Самым щекотливым пунктом в тягостных переговорах с Портой был вопрос о передаче Азова и о «раззорении» других крепостей. Шереметев лично был заинтересован в скорейшем выполнении этого условия, так как от этого зависела судьба его старшего сына, оставленного, как и П. П. Шафиров, до исполнений русскими условий Прутского договора заложником у турок. Г. Ф. Долгоруков его успокаивал: «…и всеконечно не изволь печалитца. Здержано будет: Азов с другими крепостьми отдан будет. И изволишь сам разсудить, разве мы сами себе недоброхоты, что не учиним по договору…»{292}. Но как можно было отдать Азов, пока турки держали у себя Карла – тоже в нарушение мирного договора?
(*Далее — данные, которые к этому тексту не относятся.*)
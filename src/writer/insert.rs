// Copyright 2023 Greptime Team
//
// Licensed under the Apache License, Version 2.0 (the "License");
// you may not use this file except in compliance with the License.
// You may obtain a copy of the License at
//
//     http://www.apache.org/licenses/LICENSE-2.0
//
// Unless required by applicable law or agreed to in writing, software
// distributed under the License is distributed on an "AS IS" BASIS,
// WITHOUT WARRANTIES OR CONDITIONS OF ANY KIND, either express or implied.
// See the License for the specific language governing permissions and
// limitations under the License.

use std::io;
use std::sync::Arc;

use tracing::{debug, warn};

use super::{BaseWriter, WriteOptions, Writer, DEFAULT_BULK_SIZE};
use crate::error::Error;
use crate::table::{Row, Table};
use crate::Result;

// Room for "INSERT INTO ``", " (", ") VALUES " and ";\n".
const STATEMENT_OVERHEAD: usize = 100;

// Larger buffers grow on demand.
const MAX_PREALLOCATED_ROWS: usize = DEFAULT_BULK_SIZE * 10;

/// Buffers rows and writes them as multi-row `INSERT` statements.
///
/// The buffer is flushed automatically once it holds `bulk_size` rows. The
/// caller must call [`Writer::flush`] after the last row, otherwise a
/// partially filled buffer is never written.
#[derive(Debug)]
pub struct InsertWriter<W> {
    base: BaseWriter<W>,
    buffer: Vec<Row>,
    bulk_size: usize,
}

impl<W: io::Write> InsertWriter<W> {
    /// Create an insert writer flushing every `bulk_size` rows
    pub fn new(table: impl Into<Arc<Table>>, out: W, bulk_size: usize) -> Self {
        Self::with_options(
            table,
            out,
            WriteOptions::default().with_bulk_size(bulk_size),
        )
    }

    pub fn with_options(table: impl Into<Arc<Table>>, out: W, options: WriteOptions) -> Self {
        Self {
            base: BaseWriter::new(table.into(), out, &options),
            buffer: Vec::with_capacity(options.bulk_size.min(MAX_PREALLOCATED_ROWS)),
            bulk_size: options.bulk_size,
        }
    }

    pub fn bulk_size(&self) -> usize {
        self.bulk_size
    }

    /// Number of rows waiting for the next flush
    pub fn buffered_rows(&self) -> usize {
        self.buffer.len()
    }

    pub fn statements_written(&self) -> usize {
        self.base.statements_written()
    }

    pub fn table(&self) -> &Table {
        self.base.table()
    }

    pub fn get_ref(&self) -> &W {
        self.base.get_ref()
    }

    /// Return the sink. Rows still buffered are dropped, so flush first.
    pub fn into_inner(self) -> W {
        if !self.buffer.is_empty() {
            warn!(
                "Dropping {} unflushed rows for table {}",
                self.buffer.len(),
                self.base.table().name
            );
        }
        self.base.into_inner()
    }

    /// Upper bound of the statement length for the buffered rows
    fn statement_capacity(&self, quoted_columns: &str) -> usize {
        let mut n = STATEMENT_OVERHEAD + self.base.table().name.len() + quoted_columns.len();
        for row in &self.buffer {
            // "(" + ")" + ", " after the row, and ", " between values
            n += row.value_bytes() + 4 + 2 * row.len();
        }
        n
    }

    fn build_statement(&self) -> String {
        let table = self.base.table();
        let quoted_columns = table.quoted_column_list();

        let mut sql = String::with_capacity(self.statement_capacity(&quoted_columns));
        sql.push_str("INSERT INTO `");
        sql.push_str(&table.name);
        sql.push_str("` (");
        sql.push_str(&quoted_columns);
        sql.push_str(") VALUES ");
        for (i, row) in self.buffer.iter().enumerate() {
            if i > 0 {
                sql.push_str(", ");
            }
            sql.push('(');
            for (j, value) in row.values().iter().enumerate() {
                if j > 0 {
                    sql.push_str(", ");
                }
                sql.push_str(value);
            }
            sql.push(')');
        }
        sql.push_str(";\n");
        sql
    }
}

impl<W: io::Write> Writer for InsertWriter<W> {
    /// Buffer a row, flushing once the buffer reaches the bulk size
    fn write(&mut self, row: Row) -> Result<()> {
        self.base.check_row(&row)?;

        self.buffer.push(row);
        if self.buffer.len() >= self.bulk_size {
            self.flush()?;
        }

        Ok(())
    }

    /// Write all buffered rows as a single `INSERT` statement.
    ///
    /// If the sink rejects the statement outright the rows stay buffered and
    /// the flush can be retried. If only part of it was written the rows are
    /// dropped and the error is not retriable.
    fn flush(&mut self) -> Result<()> {
        if self.buffer.is_empty() {
            return Ok(());
        }

        let statement = self.build_statement();
        if let Err(err) = self.base.emit(&statement) {
            if matches!(err, Error::PartialStatement { .. }) {
                warn!(
                    "Dropping {} rows for table {} after a partial write",
                    self.buffer.len(),
                    self.base.table().name
                );
                self.buffer.clear();
            }
            return Err(err);
        }

        debug!(
            "Flushed {} rows into table {} ({} bytes)",
            self.buffer.len(),
            self.base.table().name,
            statement.len()
        );
        self.buffer.clear();

        Ok(())
    }
}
В конце концов Петр согласился Азов отдать. Но Шафиров из Турции настаивал и на том, чтобы русским войскам, во исполнение Прутского договора, «податься к Киеву» из Польши: в противном случае, по его мнению, «шведская высылка», то есть отправка Карла XII из Турции, может не состояться.
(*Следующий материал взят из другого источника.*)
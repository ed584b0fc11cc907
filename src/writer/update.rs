// Copyright 2023 Greptime Team
//
// Licensed under the Apache License, Version 2.0 (the "License");
// you may not use this file except in compliance with the License.
// You may obtain a copy of the License at
//
//     http://www.apache.org/licenses/LICENSE-2.0
//
// Unless required by applicable law or agreed to in writing, software
// distributed under the License is distributed on an "AS IS" BASIS,
// WITHOUT WARRANTIES OR CONDITIONS OF ANY KIND, either express or implied.
// See the License for the specific language governing permissions and
// limitations under the License.

use std::io;
use std::sync::Arc;

use tracing::trace;

use super::{quote, BaseWriter, WriteOptions, Writer};
use crate::table::{Row, Table};
use crate::Result;

/// Writes one `UPDATE` statement per row, keyed by the table's primary key.
///
/// Nothing is buffered, so [`Writer::flush`] is a no-op.
#[derive(Debug)]
pub struct UpdateWriter<W> {
    base: BaseWriter<W>,
    columns: Vec<String>,
}

impl<W: io::Write> UpdateWriter<W> {
    /// Create an update writer for `columns`. An empty list updates every column.
    pub fn new<C: Into<String>>(
        table: impl Into<Arc<Table>>,
        out: W,
        columns: impl IntoIterator<Item = C>,
    ) -> Self {
        Self::with_options(table, out, columns, WriteOptions::default())
    }

    pub fn with_options<C: Into<String>>(
        table: impl Into<Arc<Table>>,
        out: W,
        columns: impl IntoIterator<Item = C>,
        options: WriteOptions,
    ) -> Self {
        Self {
            base: BaseWriter::new(table.into(), out, &options),
            columns: columns.into_iter().map(Into::into).collect(),
        }
    }

    /// Columns in the SET clause: the configured ones, or all table columns
    pub fn columns(&self) -> &[String] {
        if self.columns.is_empty() {
            &self.base.table().columns
        } else {
            &self.columns
        }
    }

    pub fn quoted_columns(&self) -> Vec<String> {
        self.columns().iter().map(|column| quote(column)).collect()
    }

    pub fn statements_written(&self) -> usize {
        self.base.statements_written()
    }

    pub fn table(&self) -> &Table {
        self.base.table()
    }

    pub fn get_ref(&self) -> &W {
        self.base.get_ref()
    }

    pub fn into_inner(self) -> W {
        self.base.into_inner()
    }

    fn build_statement(&self, row: &Row) -> Result<String> {
        let table = self.base.table();
        // Resolved against the full schema, so the key need not be updated
        let primary_key_value = self.base.find_column_value(row, &table.primary_key)?;

        let mut sql = String::with_capacity(64 + table.name.len() + 2 * row.value_bytes());
        sql.push_str("UPDATE `");
        sql.push_str(&table.name);
        sql.push_str("` SET ");

        for (i, column) in self.columns().iter().enumerate() {
            let value = self.base.find_column_value(row, column)?;
            if i > 0 {
                sql.push_str(" , ");
            }
            sql.push_str(&quote(column));
            sql.push_str(" = ");
            sql.push_str(value);
        }

        // The key name is left unquoted in WHERE, unlike the SET columns.
        sql.push_str(" WHERE ");
        sql.push_str(&table.primary_key);
        sql.push_str(" = ");
        sql.push_str(primary_key_value);
        sql.push_str(";\n");

        Ok(sql)
    }
}

impl<W: io::Write> Writer for UpdateWriter<W> {
    /// Write the `UPDATE` statement for a row immediately.
    ///
    /// Fails without writing anything if the primary key or an update column
    /// is missing from the table.
    fn write(&mut self, row: Row) -> Result<()> {
        self.base.check_row(&row)?;

        let statement = self.build_statement(&row)?;
        self.base.emit(&statement)?;
        trace!("Wrote update for table {}: {}", self.base.table().name, statement.trim_end());

        Ok(())
    }
}
// Copyright 2023 Greptime Team
//
// Licensed under the Apache License, Version 2.0 (the "License");
// you may not use this file except in compliance with the License.
// You may obtain a copy of the License at
//
//     http://www.apache.org/licenses/LICENSE-2.0
//
// Unless required by applicable law or agreed to in writing, software
// distributed under the License is distributed on an "AS IS" BASIS,
// WITHOUT WARRANTIES OR CONDITIONS OF ANY KIND, either express or implied.
// See the License for the specific language governing permissions and
// limitations under the License.

use std::io;

use snafu::{Location, Snafu};

#[derive(Debug, Snafu)]
#[snafu(visibility(pub))]
pub enum Error {
    #[snafu(display("Column {} not found in table {}", column, table))]
    ColumnNotFound {
        column: String,
        table: String,
        #[snafu(implicit)]
        location: Location,
    },

    #[snafu(display("Invalid column count: expected {}, got {}", expected, actual))]
    InvalidColumnCount {
        expected: usize,
        actual: usize,
        #[snafu(implicit)]
        location: Location,
    },

    #[snafu(display("Failed to write statement for table {}", table))]
    WriteStatement {
        table: String,
        source: io::Error,
        #[snafu(implicit)]
        location: Location,
    },

    #[snafu(display(
        "Statement for table {} partially written: {} of {} bytes",
        table,
        written,
        total
    ))]
    PartialStatement {
        table: String,
        written: usize,
        total: usize,
        source: io::Error,
        #[snafu(implicit)]
        location: Location,
    },
}

pub type Result<T> = std::result::Result<T, Error>;

impl Error {
    /// Indicate if the error is retriable.
    ///
    /// A partially written statement is not: the sink already holds a
    /// truncated statement, and writing it again would corrupt the output.
    pub fn is_retriable(&self) -> bool {
        matches!(self, Self::WriteStatement { .. })
    }
}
Впрочем, само состояние расположенной в Польше армии не позволяло медлить с этим вопросом. Приближалась зима, а солдаты ничем не были обеспечены: «…мундиром весьма обносились, шуб, обуви и рукавиц не имеют…»; кроме того, «ротныя лошади едва не все померли, а пушечных стало кормить нечем…». При таких условиях «не токмо против неприятеля, но и на квартиры к своим краям, когда будут морозы, итти будет пехоте невозможно…». Наконец, в разоренной долгой войной Польше и провианта будет «взять негде»{293}. Ввиду всего этого фельдмаршал решил в 20-х числах октября отойти со всеми войсками в свои границы. Но на конференции во Львове 7 ноября поляки, представители русской партии, заявили ему, что в случае ухода армии они опасаются «между поляками ребеллии» (то есть бунта). Поэтому фельдмаршал остановился на компромиссе: показывая «вид о выступлении», на самом деле медлил, оставаясь в пределах Полонного, Немирова и Белой Церкви и дожидаясь царского указа.
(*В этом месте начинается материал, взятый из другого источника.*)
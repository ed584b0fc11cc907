// Copyright 2023 Greptime Team
//
// Licensed under the Apache License, Version 2.0 (the "License");
// you may not use this file except in compliance with the License.
// You may obtain a copy of the License at
//
//     http://www.apache.org/licenses/LICENSE-2.0
//
// Unless required by applicable law or agreed to in writing, software
// distributed under the License is distributed on an "AS IS" BASIS,
// WITHOUT WARRANTIES OR CONDITIONS OF ANY KIND, either express or implied.
// See the License for the specific language governing permissions and
// limitations under the License.

//! Batches table rows into SQL `INSERT` and `UPDATE` statements for bulk export.
//!
//! ```
//! use sql_bulk_writer::{InsertWriter, Row, Table, Writer};
//!
//! let table = Table::new("users", ["id", "name"], "id");
//! let mut out = Vec::new();
//! let mut writer = InsertWriter::new(table, &mut out, 100);
//! writer.write(Row::from(vec!["1", "'Alice'"]))?;
//! writer.write(Row::from(vec!["2", "'Bob'"]))?;
//! writer.flush()?;
//! drop(writer);
//!
//! assert_eq!(
//!     String::from_utf8(out).unwrap(),
//!     "INSERT INTO `users` (`id`, `name`) VALUES (1, 'Alice'), (2, 'Bob');\n"
//! );
//! # Ok::<(), sql_bulk_writer::Error>(())
//! ```

pub mod error;
pub mod table;
pub mod writer;

pub use self::error::{Error, Result};
pub use self::table::{Row, Table, TableBuilder};
pub use self::writer::{
    InsertWriter, UpdateWriter, WriteMode, WriteOptions, Writer, DEFAULT_BULK_SIZE,
};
Местечко Полонное, где Шереметев установил свою «главную квартиру», составляло «маетность» Меншикова; оно, вероятно, было получено им от польского короля. Между обоими фельдмаршалами велась оживленная переписка, с несомненностью удостоверяющая, что тени, легшие было на их отношения под Полтавой, окончательно сошли. К этому времени относится едва ли не единственное сохранившееся письмо Меншикова к Шереметеву. Оно было ответом на письмо Бориса Петровича, в котором тот, выражая своему «прелюбезному брату» благодарность за его «благоприятнейшее писание», между прочим сообщал: «Ис турецкой добычи несколько имею аргамаков, и из оных самого лутчего со всем убором до вашей светлости, моему прелюбезному брату, обещаю»{294}.
А вот ответное письмо «светлейшего»: «Превосходительный господин генерал-фельтмаршал, мой особливый благодетель и любезный брат. Вашего превосходительства почтенное, мне же зело приятное писание, от 24-го дня прошедшаго августа ис Полонного писанное, получил я… за которое вашему превосходительству зело благодарствую, прося, дабы и впредь в таких своих приятных и брацкой любви наполненных писаниях оставлять меня не изволили. Что ж изволил взять из моей конюшни 3-х лошадей, и то за щастие почитаю, а за назначенной мне от вашего превосходительства ис турецкой добычи презент вашему превосходительству паки благодарствую и желаю, дабы сподобил нас Вышний лицевидно за оное благодарствовать и взаимно подобными мерами служить»{295}.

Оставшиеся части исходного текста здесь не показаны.